An orphan, Taylor was adopted by a minister and his teacher wife. After a stint in the U.S. Navy Reserve during the Korean war, Taylor went back to school, but wasn’t sure what he wanted to study; “I just took courses that I was interested in.” His final degree was experimental psychology, with minors in math, philosophy, English, and religion. His first job? Engineering, with aerospace firms. In 1962, he was invited to join NASA’s Office of Advanced Research and Technology as a program manager after submitting a research proposal for a flight control simulation display. While there, he was able to direct research funding to interesting computer innovations, including funding Douglas Engelbart (Honorary Unsubscribe, 7 July 2013) of the Stanford Research Institute, specifically for computer-display technology that led to graphical displays, and a new input device: the computer mouse. But it was more than that: Taylor funded what was later called Engelbart’s 1968 “Mother of All Demos” where he showed the future of computing in addition to the graphical display and mouse: video conferencing, teleconferencing, hypertext, word processing, hypermedia, dynamic file linking, revision control, collaborative editing, and more — “everything we have in the way computers work today,” said Apple Computer co-founder Steve Wozniak years later.
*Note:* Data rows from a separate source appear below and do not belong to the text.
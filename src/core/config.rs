//! Index build configuration
//!
//! Mirrors the `indexConfig.json` / `hashes.json` pair used to drive a build:
//!
//! ```json
//! {
//!     "VERSION": "5.1",
//!     "GAME": "hk4e",
//!     "DOWNLOAD_BLOCKS": false,
//!     "BLOCKS_DIR": "blk",
//!     "BLK_CLEANUP": false,
//!     "REBUILD_MAP": false,
//!     "MAP_FILE": "hk4e5.1-map.json",
//!     "MAP_CLEANUP": false,
//!     "EXPORT_META": true
//! }
//! ```
//!
//! A `.toml` file with the same keys is accepted as well.

use crate::encoder::EncoderConfig;
use crate::error::{IndexError, Result};
use crate::header::SUPPORTED_GAME;
use serde::{Deserialize, Serialize};
use std::collections::HashMap;
use std::fs;
use std::path::{Path, PathBuf};
use validator::Validate;

fn default_game() -> String {
    SUPPORTED_GAME.to_string()
}

#[derive(Debug, Clone, PartialEq, Eq, Serialize, Deserialize, Validate)]
#[serde(rename_all = "SCREAMING_SNAKE_CASE")]
pub struct IndexConfig {
    /// Game version, e.g. "5.1"
    #[validate(length(min = 1, max = 4))]
    pub version: String,

    /// Game code written to the header
    #[serde(default = "default_game")]
    #[validate(length(min = 1, max = 4))]
    pub game: String,

    /// Fetch blocks through a downloader instead of reading `blocks_dir`
    #[serde(default)]
    pub download_blocks: bool,

    /// Existing blocks directory (required unless downloading)
    #[serde(default)]
    pub blocks_dir: Option<PathBuf>,

    /// Delete the blocks directory after a successful build
    #[serde(default)]
    pub blk_cleanup: bool,

    /// Regenerate the asset map through a map builder instead of reading `map_file`
    #[serde(default)]
    pub rebuild_map: bool,

    /// Existing asset map (required unless rebuilding)
    #[serde(default)]
    pub map_file: Option<PathBuf>,

    /// Delete the asset map after a successful build
    #[serde(default)]
    pub map_cleanup: bool,

    /// Also write the id lookup artifact
    #[serde(default)]
    pub export_meta: bool,

    /// Where artifacts are written; defaults to the working directory
    #[serde(default)]
    pub output_dir: Option<PathBuf>,
}

impl IndexConfig {
    pub fn new(version: impl Into<String>) -> Self {
        IndexConfig {
            version: version.into(),
            game: default_game(),
            download_blocks: false,
            blocks_dir: None,
            blk_cleanup: false,
            rebuild_map: false,
            map_file: None,
            map_cleanup: false,
            export_meta: false,
            output_dir: None,
        }
    }

    /// Load a JSON config, or TOML when the extension is `.toml`
    pub fn load<P: AsRef<Path>>(path: P) -> Result<Self> {
        let path = path.as_ref();
        let raw = fs::read_to_string(path)?;

        let config: IndexConfig = match path.extension().and_then(|e| e.to_str()) {
            Some("toml") => toml::from_str(&raw)?,
            _ => serde_json::from_str(&raw)?,
        };

        config.check()?;
        Ok(config)
    }

    /// Field validation plus the rules that span several fields
    pub fn check(&self) -> Result<()> {
        self.validate()?;

        if !self.download_blocks && self.blocks_dir.is_none() {
            return Err(IndexError::InvalidConfig(
                "BLOCKS_DIR is required when DOWNLOAD_BLOCKS is false".to_string(),
            ));
        }

        if !self.rebuild_map && self.map_file.is_none() {
            return Err(IndexError::InvalidConfig(
                "MAP_FILE is required when REBUILD_MAP is false".to_string(),
            ));
        }

        Ok(())
    }

    pub fn output_dir(&self) -> PathBuf {
        self.output_dir.clone().unwrap_or_else(|| PathBuf::from("."))
    }

    /// Encoder settings for this config and the build `hash`
    pub fn encoder_config(&self, hash: impl Into<String>) -> EncoderConfig {
        EncoderConfig {
            game: self.game.clone(),
            version: self.version.clone(),
            hash: hash.into(),
            export_meta: self.export_meta,
        }
    }
}

/// Version -> build hash, as kept in `hashes.json`
#[derive(Debug, Clone, Default, PartialEq, Eq, Serialize, Deserialize)]
#[serde(transparent)]
pub struct VersionHashes(HashMap<String, String>);

impl VersionHashes {
    pub fn load<P: AsRef<Path>>(path: P) -> Result<Self> {
        let raw = fs::read_to_string(path)?;
        Ok(serde_json::from_str(&raw)?)
    }

    pub fn insert(&mut self, version: impl Into<String>, hash: impl Into<String>) {
        self.0.insert(version.into(), hash.into());
    }

    pub fn hash_for(&self, version: &str) -> Result<&str> {
        self.0.get(version).map(String::as_str).ok_or_else(|| {
            IndexError::InvalidConfig(format!("no hash recorded for version {}", version))
        })
    }
}

#[cfg(test)]
mod tests {
    use super::*;

    #[test]
    fn test_load_json_config() -> Result<()> {
        let dir = tempfile::tempdir()?;
        let path = dir.path().join("indexConfig.json");
        fs::write(
            &path,
            r#"{
                "VERSION": "5.1",
                "GAME": "hk4e",
                "DOWNLOAD_BLOCKS": false,
                "BLOCKS_DIR": "blk",
                "BLK_CLEANUP": false,
                "REBUILD_MAP": false,
                "MAP_FILE": "hk4e5.1-map.json",
                "MAP_CLEANUP": true,
                "EXPORT_META": true
            }"#,
        )?;

        let config = IndexConfig::load(&path)?;
        assert_eq!(config.version, "5.1");
        assert_eq!(config.blocks_dir, Some(PathBuf::from("blk")));
        assert!(config.map_cleanup);
        assert!(config.encoder_config("abc").export_meta);
        Ok(())
    }

    #[test]
    fn test_load_toml_config() -> Result<()> {
        let dir = tempfile::tempdir()?;
        let path = dir.path().join("index.toml");
        fs::write(
            &path,
            "VERSION = \"4.8\"\nBLOCKS_DIR = \"blk\"\nMAP_FILE = \"map.json\"\n",
        )?;

        let config = IndexConfig::load(&path)?;
        assert_eq!(config.version, "4.8");
        assert_eq!(config.game, "hk4e");
        assert!(!config.export_meta);
        Ok(())
    }

    #[test]
    fn test_version_too_long() {
        let mut config = IndexConfig::new("10.10");
        config.blocks_dir = Some(PathBuf::from("blk"));
        config.map_file = Some(PathBuf::from("map.json"));
        assert!(matches!(config.check(), Err(IndexError::Validation(_))));
    }

    #[test]
    fn test_missing_blocks_dir() {
        let mut config = IndexConfig::new("5.1");
        config.map_file = Some(PathBuf::from("map.json"));
        assert!(matches!(config.check(), Err(IndexError::InvalidConfig(_))));

        config.download_blocks = true;
        assert!(config.check().is_ok());
    }

    #[test]
    fn test_missing_map_file() {
        let mut config = IndexConfig::new("5.1");
        config.blocks_dir = Some(PathBuf::from("blk"));
        assert!(matches!(config.check(), Err(IndexError::InvalidConfig(_))));

        config.rebuild_map = true;
        assert!(config.check().is_ok());
    }

    #[test]
    fn test_version_hashes() -> Result<()> {
        let dir = tempfile::tempdir()?;
        let path = dir.path().join("hashes.json");
        fs::write(&path, r#"{"4.8": "20240301203033_RZSIny3hwJ5nq959"}"#)?;

        let hashes = VersionHashes::load(&path)?;
        assert_eq!(hashes.hash_for("4.8")?, "20240301203033_RZSIny3hwJ5nq959");
        assert!(matches!(
            hashes.hash_for("5.1"),
            Err(IndexError::InvalidConfig(_))
        ));
        Ok(())
    }
}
Then it gets interesting: in 1965, Taylor had moved to the Defense Dept.’s Advanced Research Project Agency. On his first day, when he arrived at his office in the Pentagon, he saw he had computer terminals for each of the three computing projects ARPA was funding: one for the Massachusetts Institute of Technology, another for the University of California, Berkeley, and a third connected to the System Development Corporation in Santa Monica, Calif. He hated that he needed three different terminals: wouldn’t it be more useful to network the computers all together? “I went to see Charlie Herzfeld, who was the head of ARPA, and laid the idea on him,” Taylor said later. “He liked the idea immediately, and he took a million dollars out of the ballistic missile defense budget and put it into my budget right then and there.” The result of that research and development: ARPAnet, the direct predecessor to the Internet. Taylor, with J.C.R. Licklider, who had recruited him to ARPA, wrote a paper in 1968, “The Computer as a Communication Device”. The opening sentence set the direction for the new computer network: “In a few years, men will be able to communicate more effectively through a machine than face to face.” The paper is considered a roadmap to the development of the Internet. “The programmed digital computer’s presence can change the nature and value of communication even more profoundly than did the printing press and the picture tube, for, as we shall show, a well-programmed computer can provide direct access both to informational resources and to the processes for making use of the resources.” Why, computer networks could even enable “store-and-forward (i.e., store-for-just-a-moment-and-forward-right-away) message service” — we now call that email, first made possible on the ARPAnet in 1971 by Ray Tomlinson (Honorary Unsubscribe, 6 March 2016). Taylor didn’t invent the technologies to make the computer network work, he “just” came up with the idea, and helped direct government funds to the smart people who could invent the underlying technologies. By the next year, “I knew ARPAnet would work. So I wanted to leave,” Taylor said. He moved to Xerox Corporation’s Palo Alto Research Center in California, where he directed projects that leveraged the new computer network:
- Powerful personal computers (the Xerox Alto) with windowed displays and graphical user interfaces that were the basis of the Macintosh. Taylor’s team built the computer itself, while a group by led by Alan Kay added the software-based “desktop metaphor.”
- Ethernet, which networks local computers within a building or campus; and the first Internet, a network that connected the Ethernet to the ARPAnet utilizing PUP (PARC Universal Protocol), forerunner to TCP/IP.
- The electronics and software that led to the laser printer and the graphical programs that allowed John Warnock and Chuck Geschke to take off and found Adobe Systems.
- “What-you-see-is-what-you-get” (WYSIWYG) word-processing programs, such as Bravo that Charles Simonyi took to Microsoft to serve as the basis for Microsoft Word.
Xerox couldn’t figure out how to market the amazing technologies pouring out of the Computer Systems Laboratory, and Taylor — and most of his researchers — left Xerox in the early 1980s. Digital Equipment Corp. snapped up most of them, including Taylor, to form the Systems Research Center, also in Palo Alto, where they developed the Firefly multiprocessor workstation, the first multi-threaded Unix system, the first User Interface editor, a networked Window System, and the first searchable, full-text database of the majority of a new thing called the World Wide Web — the AltaVista search engine. Taylor retired in 1996. In 1999, he was awarded a National Medal of Technology and Innovation “for visionary leadership in the development of modern computing technology, including computer networks, the personal computer and the graphical user interface,” the award citation says. “Any way you look at it, from kick-starting the Internet to launching the personal computer revolution, Bob Taylor was a key architect of our modern world,” says historian Leslie Berlin of the Stanford University Silicon Valley Archives project. Taylor suffered from various health problems, including Parkinson’s disease. He died at his home in Woodside, Calif., on April 13, at 85.